Calling for collaboration14 December 2004
Nils Diaz of the NRC opened the 2004 American Nuclear Society Winter Meeting with a call for greater collaboration among nuclear regulators from around the world. By Thecla Fabian
Nuclear regulation is a “complex techno-legal construct that requires constant examination and management,” Nils Diaz, chairman of the US Nuclear Regulatory Commission (NRC), told the Washington, DC gathering of the 14-18 November 2004 American Nuclear Society (ANS) Winter Meeting. Improved regulatory management is needed to better serve the needs of both individual countries and the international community, and the multi-national collaboration is critical to achieving the needed improvements.
Worldwide, there are “more striking differences” in the regulation of nuclear power than in the technology and operation of nuclear power plants, Diaz said. Convergence on the regulatory framework and its tools would enhance predictability and decision making in the world community as a whole. At the same time, national licensing and regulatory authorities should remain strong and responsive to the needs of their individual countries.
Diaz identified four key areas of nuclear regulation that contain elements suitable for international regulatory collaboration:
- Licence renewal (or plant life extension, periodic safety review).
- Power uprates.
- Unplanned extended shutdowns.
- New reactor design certification.
Diaz found management of unplanned extended shutdowns to be another very important issue for which “the management of the regulator/industry interface and many of the regulatory treatment options is amenable to integrated international analysis, aiding each country’s decision making.”
Finally, “safety will be better served when certified designs can be accepted across borders as a commodity, fully respecting property rights and the licensing responsibility of regulatory authorities.” He called on regulators to “seek to develop the tools needed to certify new reactor designs, as well as to certify the related research programmes used to validate these designs, using bilateral or multilateral agreements.” This would facilitate safety and regulatory decisions worldwide, Diaz argued.
He stressed that the advance of nuclear power and other nuclear technologies in the 21st century will require regulations that are “better, more predictable, more useable, more consistent across borders and more risk-informed.”
As an example, Diaz said that design certifications already completed by the NRC could be reviewed and adopted by other nation’s regulators, “thereby utilising a broad range of expertise, research results and other resources.”
For future design certification efforts, international regulators can join the projects at the front end and participate in both the safety reviews and the related technical and research activities that support certification.
Although the idea of ‘certification consortia’ sounds strange now, it should become a 21st century reality, Diaz said, adding that he was not advocating international licensing.

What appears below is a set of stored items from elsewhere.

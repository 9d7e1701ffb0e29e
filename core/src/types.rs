//! Shared primitive types used across the evaluation core.

use serde::{Deserialize, Serialize};
use std::fmt;
use std::str::FromStr;

/// Stable employee identifier from the master dataset.
pub type EmployeeId = String;

/// Stable store identifier from the master dataset.
pub type StoreId = String;

/// Opaque evaluation period key, e.g. "2025_H2".
pub type PeriodId = String;

/// Rank code, S best and E worst.
///
/// Declaration order is the ordinal order, so the derived `Ord`
/// sorts best-first. Never compare rank codes as strings.
#[derive(Debug, Clone, Copy, PartialEq, Eq, Hash, PartialOrd, Ord, Serialize, Deserialize)]
pub enum RankCode {
    S,
    A,
    B,
    C,
    D,
    E,
}

impl RankCode {
    pub const ALL: [RankCode; 6] = [
        RankCode::S,
        RankCode::A,
        RankCode::B,
        RankCode::C,
        RankCode::D,
        RankCode::E,
    ];

    /// Worst rank; the fallback for every unresolved classification.
    pub const WORST: RankCode = RankCode::E;

    /// S=1 (best) through E=6 (worst).
    pub fn ordinal(self) -> u8 {
        match self {
            Self::S => 1,
            Self::A => 2,
            Self::B => 3,
            Self::C => 4,
            Self::D => 5,
            Self::E => 6,
        }
    }

    pub fn as_str(self) -> &'static str {
        match self {
            Self::S => "S",
            Self::A => "A",
            Self::B => "B",
            Self::C => "C",
            Self::D => "D",
            Self::E => "E",
        }
    }

    pub fn is_better_than(self, other: RankCode) -> bool {
        self.ordinal() < other.ordinal()
    }
}

impl fmt::Display for RankCode {
    fn fmt(&self, f: &mut fmt::Formatter<'_>) -> fmt::Result {
        f.write_str(self.as_str())
    }
}

impl FromStr for RankCode {
    type Err = String;

    fn from_str(s: &str) -> Result<Self, Self::Err> {
        match s.trim() {
            "S" => Ok(Self::S),
            "A" => Ok(Self::A),
            "B" => Ok(Self::B),
            "C" => Ok(Self::C),
            "D" => Ok(Self::D),
            "E" => Ok(Self::E),
            other => Err(format!("unknown rank code '{other}'")),
        }
    }
}

/// Employee role.
#[derive(Debug, Clone, Copy, PartialEq, Eq, Hash, PartialOrd, Ord, Serialize, Deserialize)]
#[serde(rename_all = "snake_case")]
pub enum Role {
    Manager,
    AssistantManager,
    Staff,
}

impl Role {
    pub const ALL: [Role; 3] = [Role::Manager, Role::AssistantManager, Role::Staff];

    /// Assistant managers always fill in the manager sheet.
    pub fn sheet_type(self) -> SheetType {
        match self {
            Self::Staff => SheetType::Staff,
            Self::Manager | Self::AssistantManager => SheetType::Manager,
        }
    }

    pub fn as_str(self) -> &'static str {
        match self {
            Self::Manager => "manager",
            Self::AssistantManager => "assistant_manager",
            Self::Staff => "staff",
        }
    }
}

impl fmt::Display for Role {
    fn fmt(&self, f: &mut fmt::Formatter<'_>) -> fmt::Result {
        f.write_str(self.as_str())
    }
}

/// Evaluation sheet variant, selected by role.
#[derive(Debug, Clone, Copy, PartialEq, Eq, Hash, Serialize, Deserialize)]
#[serde(rename_all = "snake_case")]
pub enum SheetType {
    Manager,
    Staff,
}
//! Raw per-period score records, as supplied by the evaluation sheets.

use crate::types::{EmployeeId, PeriodId};
use serde::{Deserialize, Serialize};

/// One quantitative metric for one employee. Several per employee per period.
#[derive(Debug, Clone, PartialEq, Serialize, Deserialize)]
#[serde(rename_all = "camelCase")]
pub struct QuantitativeScoreRecord {
    pub employee_id: EmployeeId,
    pub metric_id: String,
    pub metric_name: String,
    pub actual_value: f64,
    pub target_value: f64,
    pub score: f64,
    pub weight: f64,
}

/// One qualitative category score for one employee.
#[derive(Debug, Clone, PartialEq, Serialize, Deserialize)]
#[serde(rename_all = "camelCase")]
pub struct QualitativeScoreRecord {
    pub employee_id: EmployeeId,
    pub evaluator_id: String,
    pub category_id: String,
    pub raw_score: f64,
    pub adjusted_score: f64,
    #[serde(default)]
    pub comment: String,
}

/// Per-period score set envelope (`quantitative_scores_<period>`,
/// `qualitative_scores_<period>`).
#[derive(Debug, Clone, Serialize, Deserialize)]
pub struct ScoreSet<T> {
    pub period: PeriodId,
    pub items: Vec<T>,
}
//! Configurable rule tables: thresholds, cross-matrix, promotion matrix,
//! qualitative categories and the salary adjustment table.

use crate::types::{RankCode, SheetType};
use chrono::{DateTime, Utc};
use serde::{Deserialize, Serialize};
use std::fmt;
use std::str::FromStr;

/// A rank and the minimum score that qualifies for it.
#[derive(Debug, Clone, Copy, PartialEq, Serialize, Deserialize)]
#[serde(rename_all = "camelCase")]
pub struct RankThreshold {
    pub rank: RankCode,
    pub min_score: f64,
}

/// The three independent threshold tables.
#[derive(Debug, Clone, Default, PartialEq, Serialize, Deserialize)]
#[serde(rename_all = "camelCase")]
pub struct ThresholdTables {
    /// Shared by every role.
    pub quantitative: Vec<RankThreshold>,
    /// Managers and assistant managers.
    pub manager_qualitative: Vec<RankThreshold>,
    pub staff_qualitative: Vec<RankThreshold>,
}

impl ThresholdTables {
    pub fn qualitative_for(&self, sheet: SheetType) -> &[RankThreshold] {
        match sheet {
            SheetType::Manager => &self.manager_qualitative,
            SheetType::Staff => &self.staff_qualitative,
        }
    }
}

/// (quantitative rank, qualitative rank) -> final rank.
#[derive(Debug, Clone, Copy, PartialEq, Eq, Serialize, Deserialize)]
#[serde(rename_all = "camelCase")]
pub struct CrossMatrixEntry {
    pub quantitative_rank: RankCode,
    pub qualitative_rank: RankCode,
    pub final_rank: RankCode,
}

#[derive(Debug, Clone, Default, PartialEq, Serialize, Deserialize)]
#[serde(rename_all = "camelCase")]
pub struct RankRules {
    pub cross_matrix: Vec<CrossMatrixEntry>,
    pub thresholds: ThresholdTables,
}

/// (previous-period rank, this-period rank) -> promotion level.
#[derive(Debug, Clone, Copy, PartialEq, Eq, Serialize, Deserialize)]
#[serde(rename_all = "camelCase")]
pub struct PromotionRule {
    /// Rank in the previous period.
    pub current_rank: RankCode,
    /// Rank in this period.
    pub next_rank: RankCode,
    pub promotion_level: i32,
}

/// Qualitative category definition. Manager and staff sheets share the shape.
#[derive(Debug, Clone, PartialEq, Serialize, Deserialize)]
#[serde(rename_all = "camelCase")]
pub struct QualitativeCategory {
    pub category_id: String,
    pub category_name: String,
    pub max_score: f64,
    #[serde(default)]
    pub sort_order: u32,
    pub enabled: bool,
}

#[derive(Debug, Clone, Default, PartialEq, Serialize, Deserialize)]
#[serde(rename_all = "camelCase")]
pub struct QualitativeCategories {
    pub manager_categories: Vec<QualitativeCategory>,
    pub staff_categories: Vec<QualitativeCategory>,
}

impl QualitativeCategories {
    pub fn for_sheet(&self, sheet: SheetType) -> &[QualitativeCategory] {
        match sheet {
            SheetType::Manager => &self.manager_categories,
            SheetType::Staff => &self.staff_categories,
        }
    }
}

#[derive(Debug, Clone, Copy, Default, PartialEq, Serialize, Deserialize)]
#[serde(rename_all = "camelCase")]
pub struct ManagerSalaryAdjustment {
    /// Applied to S and A ranks.
    pub rank_a: f64,
    /// Applied to C, D and E ranks.
    pub rank_c: f64,
}

#[derive(Debug, Clone, Copy, Default, PartialEq, Serialize, Deserialize)]
#[serde(rename_all = "camelCase")]
pub struct StaffSalaryAdjustment {
    /// Applied to S and A ranks.
    pub rank_a: f64,
}

/// Salary adjustment amounts keyed by role category and rank bucket.
#[derive(Debug, Clone, Copy, Default, PartialEq, Serialize, Deserialize)]
pub struct SalaryAdjustment {
    pub manager: ManagerSalaryAdjustment,
    pub staff: StaffSalaryAdjustment,
}

// ── Record set envelopes ───────────────────────────────────────────

#[derive(Debug, Clone, Serialize, Deserialize)]
#[serde(rename_all = "camelCase")]
pub struct RankRulesData {
    pub version: u32,
    pub updated_at: DateTime<Utc>,
    pub cross_matrix: Vec<CrossMatrixEntry>,
    pub thresholds: ThresholdTables,
    #[serde(default, skip_serializing_if = "Option::is_none")]
    pub description: Option<String>,
}

impl RankRulesData {
    pub fn rules(&self) -> RankRules {
        RankRules {
            cross_matrix: self.cross_matrix.clone(),
            thresholds: self.thresholds.clone(),
        }
    }
}

#[derive(Debug, Clone, Serialize, Deserialize)]
#[serde(rename_all = "camelCase")]
pub struct PromotionRulesData {
    pub version: u32,
    pub updated_at: DateTime<Utc>,
    pub rules: Vec<PromotionRule>,
    #[serde(default)]
    pub descriptions: Vec<String>,
    #[serde(default, skip_serializing_if = "Option::is_none")]
    pub salary_adjustment: Option<SalaryAdjustment>,
}

#[derive(Debug, Clone, Serialize, Deserialize)]
#[serde(rename_all = "camelCase")]
pub struct QualitativeCategoriesData {
    pub version: u32,
    pub updated_at: DateTime<Utc>,
    pub manager_categories: Vec<QualitativeCategory>,
    pub staff_categories: Vec<QualitativeCategory>,
}

impl QualitativeCategoriesData {
    pub fn categories(&self) -> QualitativeCategories {
        QualitativeCategories {
            manager_categories: self.manager_categories.clone(),
            staff_categories: self.staff_categories.clone(),
        }
    }
}

/// Rule category a change or simulation targets.
#[derive(Debug, Clone, Copy, PartialEq, Eq, Hash, Serialize, Deserialize)]
#[serde(rename_all = "snake_case")]
pub enum RuleType {
    Rank,
    Promotion,
    Qualitative,
    /// Recognised for change logs; not simulatable.
    Bonus,
}

impl RuleType {
    pub fn as_str(self) -> &'static str {
        match self {
            Self::Rank => "rank",
            Self::Promotion => "promotion",
            Self::Qualitative => "qualitative",
            Self::Bonus => "bonus",
        }
    }
}

impl fmt::Display for RuleType {
    fn fmt(&self, f: &mut fmt::Formatter<'_>) -> fmt::Result {
        f.write_str(self.as_str())
    }
}

impl FromStr for RuleType {
    type Err = crate::error::EvalError;

    fn from_str(s: &str) -> Result<Self, Self::Err> {
        match s {
            "rank" => Ok(Self::Rank),
            "promotion" => Ok(Self::Promotion),
            "qualitative" => Ok(Self::Qualitative),
            "bonus" => Ok(Self::Bonus),
            other => Err(crate::error::EvalError::UnsupportedRuleType {
                rule_type: other.to_string(),
            }),
        }
    }
}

What he is advocating is enhanced international cooperation among regulators to articulate and document regulatory decisions that are technical in nature. “I see significant opportunities in improving communications among regulators by sharing expertise, know-how, analytical capabilities, as well as data generated from research efforts to permit greater consistency worldwide,” Diaz said. He also sees opportunity for improving the timeliness of regulatory decisions “so safety issues can be promptly identified and resolved.”
New reactor designs should be certified in a manner that would greatly enhance the ability of all nations’ regulators to manage relevant licensing and regulatory activities.
NEW REACTOR PLANS
Bill Magwood, head of the Department of Energy’s (DoE’s) nuclear energy programme office, said that worldwide, the revival of nuclear power is underway. He challenged observers who contend that the US nuclear field is at a crossroads, saying that it already passed through the crossroads five or six years ago, and now is moving boldly into a period of renewed growth.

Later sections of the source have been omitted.